* [YOUR GOAL]: For this exercise, copy each line of the records that contains the word "bail".
[Opening THE DATA section]
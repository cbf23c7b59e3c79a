//! Throwaway HTTP server for tests.

use std::io::Read;
use std::sync::Arc;
use std::thread::JoinHandle;

use parking_lot::Mutex;
use tiny_http::{Response, Server};

#[derive(Debug, Clone)]
pub struct Recorded {
    pub method: String,
    pub path: String,
    pub body: String,
    pub content_type: Option<String>,
}

/// Serves every request with `respond(request) -> (status, body)` and records it.
pub struct TestServer {
    pub origin: String,
    server: Arc<Server>,
    requests: Arc<Mutex<Vec<Recorded>>>,
    handle: Option<JoinHandle<()>>,
}

impl TestServer {
    pub fn start<F>(respond: F) -> Self
    where
        F: Fn(&Recorded) -> (u16, Vec<u8>) + Send + 'static,
    {
        let server = Arc::new(Server::http("127.0.0.1:0").unwrap());
        let port = server.server_addr().to_ip().unwrap().port();
        let requests = Arc::new(Mutex::new(Vec::new()));

        let handle = {
            let server = Arc::clone(&server);
            let requests = Arc::clone(&requests);
            std::thread::spawn(move || {
                for mut request in server.incoming_requests() {
                    let mut body = String::new();
                    let _ = request.as_reader().read_to_string(&mut body);
                    let recorded = Recorded {
                        method: request.method().to_string(),
                        path: request.url().to_string(),
                        body,
                        content_type: request
                            .headers()
                            .iter()
                            .find(|h| h.field.equiv("Content-Type"))
                            .map(|h| h.value.to_string()),
                    };
                    let (status, data) = respond(&recorded);
                    requests.lock().push(recorded);
                    let _ = request.respond(Response::from_data(data).with_status_code(status));
                }
            })
        };

        Self {
            origin: format!("http://127.0.0.1:{port}"),
            server,
            requests,
            handle: Some(handle),
        }
    }

    pub fn requests(&self) -> Vec<Recorded> {
        self.requests.lock().clone()
    }
}

impl Drop for TestServer {
    fn drop(&mut self) {
        self.server.unblock();
        if let Some(handle) = self.handle.take() {
            let _ = handle.join();
        }
    }
}
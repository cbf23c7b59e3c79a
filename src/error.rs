//! Reload error taxonomy.
//!
//! | Variant                  | Fatal | Surfaces where                     |
//! |--------------------------|-------|------------------------------------|
//! | `UnsupportedEnvironment` | yes   | `Coordinator::start`               |
//! | `Registration`           | yes   | `Coordinator::start`               |
//! | `ChannelUnavailable`     | no    | logged, reload runs without socket |
//! | `RevalidationFailed`     | no    | logged by the revalidator          |
//! | `ModuleLoadFailed`       | yes   | caller of `ModuleRunner::run`      |

use thiserror::Error;

#[derive(Debug, Error)]
pub enum ReloadError {
    #[error("this environment can not host a background worker")]
    UnsupportedEnvironment,

    #[error("worker registration failed")]
    Registration(#[source] anyhow::Error),

    #[error("command channel `{endpoint}` unavailable")]
    ChannelUnavailable {
        endpoint: String,
        #[source]
        source: anyhow::Error,
    },

    #[error("revalidation failed: {0}")]
    RevalidationFailed(String),

    #[error("failed to load module `{url}`")]
    ModuleLoadFailed {
        url: String,
        #[source]
        source: anyhow::Error,
    },
}

impl ReloadError {
    pub fn channel_unavailable(endpoint: impl Into<String>, source: impl Into<anyhow::Error>) -> Self {
        Self::ChannelUnavailable {
            endpoint: endpoint.into(),
            source: source.into(),
        }
    }

    pub fn module_load_failed(url: impl Into<String>, source: impl Into<anyhow::Error>) -> Self {
        Self::ModuleLoadFailed {
            url: url.into(),
            source: source.into(),
        }
    }
}
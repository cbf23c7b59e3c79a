//! Module runner.
//!
//! Owns the single current-instance slot. Every `run` disposes the previous
//! instance before the next one is loaded, under one async lock:
//!
//! ```text
//! run(url) ─► lock ─► take disposer ─► await dispose ─► load(url?run_id) ─► activate ─► store
//! ```
//!
//! The lock is held across every suspension point, so two overlapping runs
//! never interleave their dispose and activate steps.

mod disposer;
mod dylib;
mod loader;
mod process;

pub use disposer::Disposer;
pub use dylib::DylibLoader;
pub use loader::{Module, ModuleLoader};
pub use process::ProcessLoader;

use std::sync::Arc;

use tokio::sync::Mutex;
use url::Url;

use crate::core::RunId;
use crate::error::ReloadError;

#[derive(Debug, Clone, Copy, Default)]
pub struct RunOptions {
    pub nocache: bool,
}

/// State of the current instance slot.
#[derive(Debug, Default)]
struct ModuleRunState {
    disposer: Option<Disposer>,
    run_id: Option<RunId>,
    /// Successful activations so far
    generation: u64,
}

pub struct ModuleRunner {
    loader: Arc<dyn ModuleLoader>,
    state: Mutex<ModuleRunState>,
}

impl ModuleRunner {
    pub fn new(loader: Arc<dyn ModuleLoader>) -> Self {
        Self {
            loader,
            state: Mutex::new(ModuleRunState::default()),
        }
    }

    /// Replace the current instance with a fresh load of `url`.
    ///
    /// On failure the slot stays empty: the previous instance is already gone.
    pub async fn run(&self, url: &Url, options: RunOptions) -> Result<RunId, ReloadError> {
        let mut state = self.state.lock().await;

        let run_id = RunId::generate(options.nocache);
        crate::log!("run"; "run {}", run_id);

        state.run_id = None;
        if let Some(disposer) = state.disposer.take() {
            disposer.dispose().await;
        }

        let target = run_id.apply_to(url);
        let module = self
            .loader
            .load(&target)
            .await
            .map_err(|e| ReloadError::module_load_failed(target.as_str(), e))?;
        let disposer = module
            .activate()
            .map_err(|e| ReloadError::module_load_failed(target.as_str(), e))?;

        state.disposer = Some(disposer);
        state.generation += 1;
        state.run_id = Some(run_id.clone());
        Ok(run_id)
    }

    /// Dispose the current instance, if any.
    pub async fn dispose(&self) {
        let mut state = self.state.lock().await;
        state.run_id = None;
        if let Some(disposer) = state.disposer.take() {
            crate::debug!("run"; "disposing module");
            disposer.dispose().await;
        }
    }

    pub async fn generation(&self) -> u64 {
        self.state.lock().await.generation
    }

    pub async fn current_run_id(&self) -> Option<RunId> {
        self.state.lock().await.run_id.clone()
    }

    pub async fn is_active(&self) -> bool {
        self.state.lock().await.disposer.is_some()
    }
}

// =============================================================================
// Tests
// =============================================================================

#[cfg(test)]
pub(crate) mod tests {
    use super::*;
    use anyhow::Result;
    use async_trait::async_trait;
    use parking_lot::Mutex as SyncMutex;
    use std::time::Duration;

    /// Loader whose modules record `activate N` / `dispose N` into a shared log.
    #[derive(Default)]
    pub(crate) struct RecordingLoader {
        pub events: Arc<SyncMutex<Vec<String>>>,
        pub loaded: SyncMutex<Vec<String>>,
        pub fail_next: SyncMutex<bool>,
        pub dispose_delay: Option<Duration>,
    }

    impl RecordingLoader {
        pub fn events(&self) -> Vec<String> {
            self.events.lock().clone()
        }
    }

    #[async_trait]
    impl ModuleLoader for RecordingLoader {
        async fn load(&self, url: &Url) -> Result<Box<dyn Module>> {
            let index = {
                let mut loaded = self.loaded.lock();
                loaded.push(url.to_string());
                loaded.len()
            };
            if std::mem::take(&mut *self.fail_next.lock()) {
                anyhow::bail!("404 for {url}");
            }

            let events = Arc::clone(&self.events);
            let delay = self.dispose_delay;
            Ok(Box::new(move || -> Result<Disposer> {
                events.lock().push(format!("activate {index}"));
                Ok(Disposer::new(move || async move {
                    if let Some(delay) = delay {
                        tokio::time::sleep(delay).await;
                    }
                    events.lock().push(format!("dispose {index}"));
                }))
            }))
        }
    }

    fn url() -> Url {
        Url::parse("http://localhost:7777/app.so").unwrap()
    }

    #[tokio::test]
    async fn test_sequential_runs_dispose_previous_first() {
        let loader = Arc::new(RecordingLoader::default());
        let runner = ModuleRunner::new(loader.clone());

        for _ in 0..3 {
            runner.run(&url(), RunOptions::default()).await.unwrap();
        }

        assert_eq!(
            loader.events(),
            ["activate 1", "dispose 1", "activate 2", "dispose 2", "activate 3"]
        );
        assert_eq!(runner.generation().await, 3);
        assert!(runner.is_active().await);
    }

    #[tokio::test]
    async fn test_run_id_lands_in_query() {
        let loader = Arc::new(RecordingLoader::default());
        let runner = ModuleRunner::new(loader.clone());

        let run_id = runner
            .run(&url(), RunOptions { nocache: true })
            .await
            .unwrap();
        assert!(run_id.is_nocache());
        assert_eq!(runner.current_run_id().await, Some(run_id.clone()));
        assert_eq!(
            loader.loaded.lock()[0],
            format!("http://localhost:7777/app.so?{run_id}")
        );
    }

    #[tokio::test]
    async fn test_concurrent_runs_do_not_interleave() {
        let loader = Arc::new(RecordingLoader {
            dispose_delay: Some(Duration::from_millis(20)),
            ..Default::default()
        });
        let runner = Arc::new(ModuleRunner::new(loader.clone()));
        runner.run(&url(), RunOptions::default()).await.unwrap();

        let tasks: Vec<_> = (0..4)
            .map(|_| {
                let runner = Arc::clone(&runner);
                tokio::spawn(async move { runner.run(&url(), RunOptions::default()).await })
            })
            .collect();
        for task in tasks {
            task.await.unwrap().unwrap();
        }

        let events = loader.events();
        assert_eq!(events.len(), 9);
        // Strict alternation: every activation after the first follows a dispose
        for pair in events.chunks(2) {
            assert!(pair[0].starts_with("activate"));
            if let Some(next) = pair.get(1) {
                assert_eq!(next.replace("dispose", "activate"), pair[0]);
            }
        }
        assert_eq!(runner.generation().await, 5);
    }

    #[tokio::test]
    async fn test_failed_load_leaves_slot_empty() {
        let loader = Arc::new(RecordingLoader::default());
        let runner = ModuleRunner::new(loader.clone());
        runner.run(&url(), RunOptions::default()).await.unwrap();

        *loader.fail_next.lock() = true;
        let err = runner.run(&url(), RunOptions::default()).await.unwrap_err();
        assert!(matches!(err, ReloadError::ModuleLoadFailed { .. }));

        assert!(!runner.is_active().await);
        assert_eq!(runner.current_run_id().await, None);
        assert_eq!(loader.events(), ["activate 1", "dispose 1"]);

        // Recovers on the next run
        runner.run(&url(), RunOptions::default()).await.unwrap();
        assert!(runner.is_active().await);
    }

    #[tokio::test]
    async fn test_failed_activation_is_a_load_failure() {
        struct Broken;

        #[async_trait]
        impl ModuleLoader for Broken {
            async fn load(&self, _url: &Url) -> Result<Box<dyn Module>> {
                Ok(Box::new(|| -> Result<Disposer> { anyhow::bail!("entry panicked") }))
            }
        }

        let runner = ModuleRunner::new(Arc::new(Broken));
        assert!(matches!(
            runner.run(&url(), RunOptions::default()).await,
            Err(ReloadError::ModuleLoadFailed { .. })
        ));
        assert_eq!(runner.generation().await, 0);
    }

    #[tokio::test]
    async fn test_dispose_runs_once() {
        let loader = Arc::new(RecordingLoader::default());
        let runner = ModuleRunner::new(loader.clone());
        runner.run(&url(), RunOptions::default()).await.unwrap();

        runner.dispose().await;
        runner.dispose().await;
        assert_eq!(loader.events(), ["activate 1", "dispose 1"]);
        assert!(!runner.is_active().await);
    }
}
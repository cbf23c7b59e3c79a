//! Command dispatcher.
//!
//! Consumes channel events one at a time: a command is fully handled,
//! revalidation and re-run included, before the next frame is read. Bursts
//! of `revalidate` therefore queue up instead of overlapping.

use std::sync::Arc;

use tokio::sync::{mpsc, watch};
use url::Url;

use super::ChangeHandler;
use crate::channel::{ChannelEvent, ChannelLossPolicy, Command, Connector};
use crate::revalidate::Revalidator;
use crate::runner::{ModuleRunner, RunOptions};

pub(super) struct Dispatcher {
    pub runner: Arc<ModuleRunner>,
    pub revalidator: Revalidator,
    pub connector: Arc<dyn Connector>,
    pub endpoint: String,
    pub policy: ChannelLossPolicy,
    pub url: Url,
    pub options: RunOptions,
    pub handler: ChangeHandler,
    pub shutdown: watch::Receiver<bool>,
}

impl Dispatcher {
    /// Run until shutdown, or until the channel is lost and the policy gives up.
    pub async fn run(mut self, mut events: mpsc::Receiver<ChannelEvent>) {
        loop {
            if *self.shutdown.borrow() {
                return;
            }

            let event = tokio::select! {
                _ = self.shutdown.changed() => return,
                event = events.recv() => event,
            };

            match event {
                Some(ChannelEvent::Message(text)) => self.handle_frame(&text).await,
                Some(ChannelEvent::Closed(reason)) => {
                    crate::log!("channel"; "connection lost: {}", reason);
                    match self.reconnect().await {
                        Some(next) => events = next,
                        None => return,
                    }
                }
                None => {
                    crate::log!("channel"; "connection lost");
                    match self.reconnect().await {
                        Some(next) => events = next,
                        None => return,
                    }
                }
            }
        }
    }

    async fn handle_frame(&self, text: &str) {
        let command = match Command::decode(text) {
            Ok(command) => command,
            Err(e) => {
                crate::debug!("channel"; "ignoring malformed frame: {}", e);
                return;
            }
        };

        match command {
            Command::Revalidate { paths } => {
                self.revalidator.request_revalidate(&paths).await;
                crate::log!("revalidate"; "revalidated {:?}", paths);
                self.on_change().await;
            }
            Command::Files { files } => {
                // Advisory only; a "revalidate everything" reaction would hook in here
                crate::log!("channel"; "current-files {:?}", files);
            }
            Command::Unknown => crate::debug!("channel"; "ignoring unknown command"),
        }
    }

    async fn on_change(&self) {
        match &self.handler {
            ChangeHandler::Rerun => {
                if let Err(e) = self.runner.run(&self.url, self.options).await {
                    crate::log!("error"; "{:#}", anyhow::Error::from(e));
                }
            }
            ChangeHandler::Custom(callback) => callback(),
        }
    }

    /// Apply the loss policy. `None` ends dispatching.
    async fn reconnect(&mut self) -> Option<mpsc::Receiver<ChannelEvent>> {
        let ChannelLossPolicy::Reconnect { delay } = self.policy else {
            crate::debug!("channel"; "not reconnecting");
            return None;
        };

        loop {
            tokio::select! {
                _ = self.shutdown.changed() => return None,
                _ = tokio::time::sleep(delay) => {}
            }
            match self.connector.connect(&self.endpoint).await {
                Ok(events) => {
                    crate::log!("channel"; "reconnected");
                    return Some(events);
                }
                Err(e) => crate::debug!("channel"; "{}", e),
            }
        }
    }
}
[Closing THE DATA section]
* [ANSWER SECTION]:
                anyhow::bail!("404 for {url}");
                Ok(Box::new(|| -> Result<Disposer> { anyhow::bail!("entry panicked") }))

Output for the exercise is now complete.